START DATASET ENTRIES

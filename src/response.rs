use crate::error::{ErrorKind, VaultError};
use serde::Serialize;

/// Result envelope returned by every facade operation
///
/// Serializes as `{"status": "ok" | "unchanged" | "error", "data": ...}`.
#[derive(Serialize, Debug, Clone, PartialEq, Eq)]
#[serde(tag = "status", content = "data", rename_all = "snake_case")]
pub enum Response<T> {
    Ok(T),
    /// Already in the requested state (installed, or already absent)
    Unchanged { message: String },
    Error { kind: ErrorKind, message: String },
}

impl<T> Response<T> {
    #[must_use]
    pub fn unchanged(message: impl Into<String>) -> Self {
        Self::Unchanged {
            message: message.into(),
        }
    }

    /// `true` unless the operation failed
    #[must_use]
    pub const fn is_success(&self) -> bool {
        !matches!(self, Self::Error { .. })
    }

    #[must_use]
    pub const fn error_kind(&self) -> Option<ErrorKind> {
        match self {
            Self::Error { kind, .. } => Some(*kind),
            _ => None,
        }
    }

    /// Payload of an `Ok` response
    pub fn ok(self) -> Option<T> {
        match self {
            Self::Ok(data) => Some(data),
            _ => None,
        }
    }
}

impl<T> From<VaultError> for Response<T> {
    fn from(err: VaultError) -> Self {
        Self::Error {
            kind: err.kind(),
            message: err.to_string(),
        }
    }
}

impl<T> From<crate::error::Result<T>> for Response<T> {
    fn from(result: crate::error::Result<T>) -> Self {
        match result {
            Ok(data) => Self::Ok(data),
            Err(e) => e.into(),
        }
    }
}
//! Configuration module for whisper-vault
//!
//! Loads config from `$XDG_CONFIG_HOME/whisper-vault/config.toml` or the
//! platform config directory. Falls back to defaults if the file doesn't exist.
//! Partial configs are merged with defaults using serde's default attributes.
//!
//! # Example
//!
//! ```no_run
//! use whisper_vault::config::Config;
//!
//! let config = Config::load().expect("Failed to load config");
//! println!("Max attempts: {}", config.download.max_attempts);
//! println!("Models dir: {}", config.models_dir().unwrap().display());
//! ```

pub mod schema;

pub use schema::{Config, DownloadConfig, StorageConfig, MODELS_SUBDIR};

END DATASET ENTRIES

WORK INSTRUCTION: Copy out the records in full, matching every line character for character.

TASK RESULT:
filename src/response.rs
use crate::error::{ErrorKind, VaultError};
use serde::Serialize;

/// Result envelope returned by every facade operation
///
/// Serializes as `{"status": "ok" | "unchanged" | "error", "data": ...}`.
#[derive(Serialize, Debug, Clone, PartialEq, Eq)]
#[serde(tag = "status", content = "data", rename_all = "snake_case")]
pub enum Response<T> {
    Ok(T),
    /// Already in the requested state (installed, or already absent)
    Unchanged { message: String },
    Error { kind: ErrorKind, message: String },
}

impl<T> Response<T> {
    #[must_use]
    pub fn unchanged(message: impl Into<String>) -> Self {
        Self::Unchanged {
            message: message.into(),
        }
    }

    /// `true` unless the operation failed
    #[must_use]
    pub const fn is_success(&self) -> bool {
        !matches!(self, Self::Error { .. })
    }

    #[must_use]
    pub const fn error_kind(&self) -> Option<ErrorKind> {
        match self {
            Self::Error { kind, .. } => Some(*kind),
            _ => None,
        }
    }

    /// Payload of an `Ok` response
    pub fn ok(self) -> Option<T> {
        match self {
            Self::Ok(data) => Some(data),
            _ => None,
        }
    }
}

impl<T> From<VaultError> for Response<T> {
    fn from(err: VaultError) -> Self {
        Self::Error {
            kind: err.kind(),
            message: err.to_string(),
        }
    }
}

impl<T> From<crate::error::Result<T>> for Response<T> {
    fn from(result: crate::error::Result<T>) -> Self {
        match result {
            Ok(data) => Self::Ok(data),
            Err(e) => e.into(),
        }
    }
}
//! Configuration module for whisper-vault
//!
//! Loads config from `$XDG_CONFIG_HOME/whisper-vault/config.toml` or the
//! platform config directory. Falls back to defaults if the file doesn't exist.
//! Partial configs are merged with defaults using serde's default attributes.
//!
//! # Example
//!
//! ```no_run
//! use whisper_vault::config::Config;
//!
//! let config = Config::load().expect("Failed to load config");
//! println!("Max attempts: {}", config.download.max_attempts);
//! println!("Models dir: {}", config.models_dir().unwrap().display());
//! ```

pub mod schema;

pub use schema::{Config, DownloadConfig, StorageConfig, MODELS_SUBDIR};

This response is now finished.